EXERCISE
Copy out all of the data below with no alterations.

═══

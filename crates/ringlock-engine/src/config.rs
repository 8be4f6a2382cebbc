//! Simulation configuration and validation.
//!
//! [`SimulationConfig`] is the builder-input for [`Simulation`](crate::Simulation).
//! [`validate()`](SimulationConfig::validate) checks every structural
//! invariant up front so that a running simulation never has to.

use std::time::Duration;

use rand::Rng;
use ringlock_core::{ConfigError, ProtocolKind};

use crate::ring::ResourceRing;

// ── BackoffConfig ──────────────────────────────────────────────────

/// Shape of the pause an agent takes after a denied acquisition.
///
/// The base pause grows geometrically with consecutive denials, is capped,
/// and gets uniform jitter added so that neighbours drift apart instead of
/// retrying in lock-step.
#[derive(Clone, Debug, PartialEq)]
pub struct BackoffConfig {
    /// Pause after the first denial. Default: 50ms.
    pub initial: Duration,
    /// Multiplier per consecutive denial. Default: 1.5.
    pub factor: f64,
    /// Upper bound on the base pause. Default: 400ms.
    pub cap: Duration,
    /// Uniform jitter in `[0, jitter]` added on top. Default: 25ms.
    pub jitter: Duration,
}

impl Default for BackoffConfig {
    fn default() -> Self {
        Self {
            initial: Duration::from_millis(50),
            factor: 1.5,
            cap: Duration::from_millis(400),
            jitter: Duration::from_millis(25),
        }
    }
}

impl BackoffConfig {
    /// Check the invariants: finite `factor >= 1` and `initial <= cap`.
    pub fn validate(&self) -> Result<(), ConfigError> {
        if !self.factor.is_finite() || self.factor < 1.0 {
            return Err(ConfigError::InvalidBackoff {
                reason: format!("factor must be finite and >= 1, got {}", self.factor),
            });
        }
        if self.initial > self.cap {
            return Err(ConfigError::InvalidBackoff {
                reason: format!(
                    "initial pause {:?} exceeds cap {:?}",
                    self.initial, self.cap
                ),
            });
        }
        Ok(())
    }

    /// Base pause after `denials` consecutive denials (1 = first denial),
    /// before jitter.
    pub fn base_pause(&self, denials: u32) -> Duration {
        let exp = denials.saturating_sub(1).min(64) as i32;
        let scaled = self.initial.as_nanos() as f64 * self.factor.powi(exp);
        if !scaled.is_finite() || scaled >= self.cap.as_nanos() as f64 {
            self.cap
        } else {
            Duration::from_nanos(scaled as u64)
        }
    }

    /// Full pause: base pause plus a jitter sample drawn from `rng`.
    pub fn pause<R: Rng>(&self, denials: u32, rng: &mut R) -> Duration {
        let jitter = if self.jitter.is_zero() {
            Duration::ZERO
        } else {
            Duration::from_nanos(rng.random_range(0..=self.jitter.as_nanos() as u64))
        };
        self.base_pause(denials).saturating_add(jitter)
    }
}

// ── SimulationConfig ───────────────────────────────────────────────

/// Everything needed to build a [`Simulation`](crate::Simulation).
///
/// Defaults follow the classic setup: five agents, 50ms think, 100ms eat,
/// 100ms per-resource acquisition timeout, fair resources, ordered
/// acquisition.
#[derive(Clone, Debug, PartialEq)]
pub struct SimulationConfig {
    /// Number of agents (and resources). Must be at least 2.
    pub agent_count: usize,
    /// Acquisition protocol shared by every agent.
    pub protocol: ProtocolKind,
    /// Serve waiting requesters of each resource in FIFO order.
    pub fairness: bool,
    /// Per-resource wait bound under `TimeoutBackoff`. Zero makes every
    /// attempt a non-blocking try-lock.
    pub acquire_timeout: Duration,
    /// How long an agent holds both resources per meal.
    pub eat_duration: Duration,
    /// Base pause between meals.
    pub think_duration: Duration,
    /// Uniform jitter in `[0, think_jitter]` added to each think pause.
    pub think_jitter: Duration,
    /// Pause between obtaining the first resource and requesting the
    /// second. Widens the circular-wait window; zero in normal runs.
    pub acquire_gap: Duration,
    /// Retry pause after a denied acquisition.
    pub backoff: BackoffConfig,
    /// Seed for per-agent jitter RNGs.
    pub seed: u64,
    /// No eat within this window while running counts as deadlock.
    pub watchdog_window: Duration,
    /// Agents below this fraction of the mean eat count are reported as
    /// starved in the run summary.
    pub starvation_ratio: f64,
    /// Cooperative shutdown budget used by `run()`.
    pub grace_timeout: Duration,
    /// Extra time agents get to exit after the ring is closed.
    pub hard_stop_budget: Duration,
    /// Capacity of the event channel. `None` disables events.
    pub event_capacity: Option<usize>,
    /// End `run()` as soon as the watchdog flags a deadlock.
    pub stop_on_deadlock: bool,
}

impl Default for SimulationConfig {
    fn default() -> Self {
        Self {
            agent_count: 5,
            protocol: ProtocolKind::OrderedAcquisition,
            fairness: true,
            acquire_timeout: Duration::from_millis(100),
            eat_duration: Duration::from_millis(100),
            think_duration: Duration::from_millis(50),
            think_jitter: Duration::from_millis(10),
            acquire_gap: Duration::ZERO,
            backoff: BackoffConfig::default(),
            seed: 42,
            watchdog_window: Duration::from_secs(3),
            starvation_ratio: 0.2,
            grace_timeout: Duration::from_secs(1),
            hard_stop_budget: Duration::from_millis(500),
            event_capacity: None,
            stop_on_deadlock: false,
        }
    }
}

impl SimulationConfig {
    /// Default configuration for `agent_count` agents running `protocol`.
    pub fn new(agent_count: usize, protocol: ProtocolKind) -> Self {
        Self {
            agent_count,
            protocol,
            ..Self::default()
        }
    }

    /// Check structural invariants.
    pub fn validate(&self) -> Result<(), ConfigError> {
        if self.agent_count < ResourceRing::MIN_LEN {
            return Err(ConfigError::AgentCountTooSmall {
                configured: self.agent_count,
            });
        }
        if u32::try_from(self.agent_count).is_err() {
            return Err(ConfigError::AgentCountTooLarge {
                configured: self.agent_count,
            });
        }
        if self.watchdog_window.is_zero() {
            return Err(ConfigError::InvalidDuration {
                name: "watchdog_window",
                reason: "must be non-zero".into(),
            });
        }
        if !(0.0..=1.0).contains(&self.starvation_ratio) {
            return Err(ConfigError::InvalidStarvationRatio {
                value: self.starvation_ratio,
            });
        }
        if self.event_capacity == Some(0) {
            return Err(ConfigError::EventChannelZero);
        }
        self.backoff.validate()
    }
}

═══

OUTPUT OF THE TASK
filename crates/ringlock-engine/src/config.rs
repository 8be4f6a2382cebbc
//! Simulation configuration and validation.
//!
//! [`SimulationConfig`] is the builder-input for [`Simulation`](crate::Simulation).
//! [`validate()`](SimulationConfig::validate) checks every structural
//! invariant up front so that a running simulation never has to.

use std::time::Duration;

use rand::Rng;
use ringlock_core::{ConfigError, ProtocolKind};

use crate::ring::ResourceRing;

// ── BackoffConfig ──────────────────────────────────────────────────

/// Shape of the pause an agent takes after a denied acquisition.
///
/// The base pause grows geometrically with consecutive denials, is capped,
/// and gets uniform jitter added so that neighbours drift apart instead of
/// retrying in lock-step.
#[derive(Clone, Debug, PartialEq)]
pub struct BackoffConfig {
    /// Pause after the first denial. Default: 50ms.
    pub initial: Duration,
    /// Multiplier per consecutive denial. Default: 1.5.
    pub factor: f64,
    /// Upper bound on the base pause. Default: 400ms.
    pub cap: Duration,
    /// Uniform jitter in `[0, jitter]` added on top. Default: 25ms.
    pub jitter: Duration,
}

impl Default for BackoffConfig {
    fn default() -> Self {
        Self {
            initial: Duration::from_millis(50),
            factor: 1.5,
            cap: Duration::from_millis(400),
            jitter: Duration::from_millis(25),
        }
    }
}

impl BackoffConfig {
    /// Check the invariants: finite `factor >= 1` and `initial <= cap`.
    pub fn validate(&self) -> Result<(), ConfigError> {
        if !self.factor.is_finite() || self.factor < 1.0 {
            return Err(ConfigError::InvalidBackoff {
                reason: format!("factor must be finite and >= 1, got {}", self.factor),
            });
        }
        if self.initial > self.cap {
            return Err(ConfigError::InvalidBackoff {
                reason: format!(
                    "initial pause {:?} exceeds cap {:?}",
                    self.initial, self.cap
                ),
            });
        }
        Ok(())
    }

    /// Base pause after `denials` consecutive denials (1 = first denial),
    /// before jitter.
    pub fn base_pause(&self, denials: u32) -> Duration {
        let exp = denials.saturating_sub(1).min(64) as i32;
        let scaled = self.initial.as_nanos() as f64 * self.factor.powi(exp);
        if !scaled.is_finite() || scaled >= self.cap.as_nanos() as f64 {
            self.cap
        } else {
            Duration::from_nanos(scaled as u64)
        }
    }

    /// Full pause: base pause plus a jitter sample drawn from `rng`.
    pub fn pause<R: Rng>(&self, denials: u32, rng: &mut R) -> Duration {
        let jitter = if self.jitter.is_zero() {
            Duration::ZERO
        } else {
            Duration::from_nanos(rng.random_range(0..=self.jitter.as_nanos() as u64))
        };
        self.base_pause(denials).saturating_add(jitter)
    }
}

// ── SimulationConfig ───────────────────────────────────────────────

/// Everything needed to build a [`Simulation`](crate::Simulation).
///
/// Defaults follow the classic setup: five agents, 50ms think, 100ms eat,
/// 100ms per-resource acquisition timeout, fair resources, ordered
/// acquisition.
#[derive(Clone, Debug, PartialEq)]
pub struct SimulationConfig {
    /// Number of agents (and resources). Must be at least 2.
    pub agent_count: usize,
    /// Acquisition protocol shared by every agent.
    pub protocol: ProtocolKind,
    /// Serve waiting requesters of each resource in FIFO order.
    pub fairness: bool,
    /// Per-resource wait bound under `TimeoutBackoff`. Zero makes every
    /// attempt a non-blocking try-lock.
    pub acquire_timeout: Duration,
    /// How long an agent holds both resources per meal.
    pub eat_duration: Duration,
    /// Base pause between meals.
    pub think_duration: Duration,
    /// Uniform jitter in `[0, think_jitter]` added to each think pause.
    pub think_jitter: Duration,
    /// Pause between obtaining the first resource and requesting the
    /// second. Widens the circular-wait window; zero in normal runs.
    pub acquire_gap: Duration,
    /// Retry pause after a denied acquisition.
    pub backoff: BackoffConfig,
    /// Seed for per-agent jitter RNGs.
    pub seed: u64,
    /// No eat within this window while running counts as deadlock.
    pub watchdog_window: Duration,
    /// Agents below this fraction of the mean eat count are reported as
    /// starved in the run summary.
    pub starvation_ratio: f64,
    /// Cooperative shutdown budget used by `run()`.
    pub grace_timeout: Duration,
    /// Extra time agents get to exit after the ring is closed.
    pub hard_stop_budget: Duration,
    /// Capacity of the event channel. `None` disables events.
    pub event_capacity: Option<usize>,
    /// End `run()` as soon as the watchdog flags a deadlock.
    pub stop_on_deadlock: bool,
}

impl Default for SimulationConfig {
    fn default() -> Self {
        Self {
            agent_count: 5,
            protocol: ProtocolKind::OrderedAcquisition,
            fairness: true,
            acquire_timeout: Duration::from_millis(100),
            eat_duration: Duration::from_millis(100),
            think_duration: Duration::from_millis(50),
            think_jitter: Duration::from_millis(10),
            acquire_gap: Duration::ZERO,
            backoff: BackoffConfig::default(),
            seed: 42,
            watchdog_window: Duration::from_secs(3),
            starvation_ratio: 0.2,
            grace_timeout: Duration::from_secs(1),
            hard_stop_budget: Duration::from_millis(500),
            event_capacity: None,
            stop_on_deadlock: false,
        }
    }
}

impl SimulationConfig {
    /// Default configuration for `agent_count` agents running `protocol`.
    pub fn new(agent_count: usize, protocol: ProtocolKind) -> Self {
        Self {
            agent_count,
            protocol,
            ..Self::default()
        }
    }

    /// Check structural invariants.
    pub fn validate(&self) -> Result<(), ConfigError> {
        if self.agent_count < ResourceRing::MIN_LEN {
            return Err(ConfigError::AgentCountTooSmall {
                configured: self.agent_count,
            });
        }
        if u32::try_from(self.agent_count).is_err() {
            return Err(ConfigError::AgentCountTooLarge {
                configured: self.agent_count,
            });
        }
        if self.watchdog_window.is_zero() {
            return Err(ConfigError::InvalidDuration {
                name: "watchdog_window",
                reason: "must be non-zero".into(),
            });
        }
        if !(0.0..=1.0).contains(&self.starvation_ratio) {
            return Err(ConfigError::InvalidStarvationRatio {
                value: self.starvation_ratio,
            });
        }
        if self.event_capacity == Some(0) {
            return Err(ConfigError::EventChannelZero);
        }
        self.backoff.validate()
    }
}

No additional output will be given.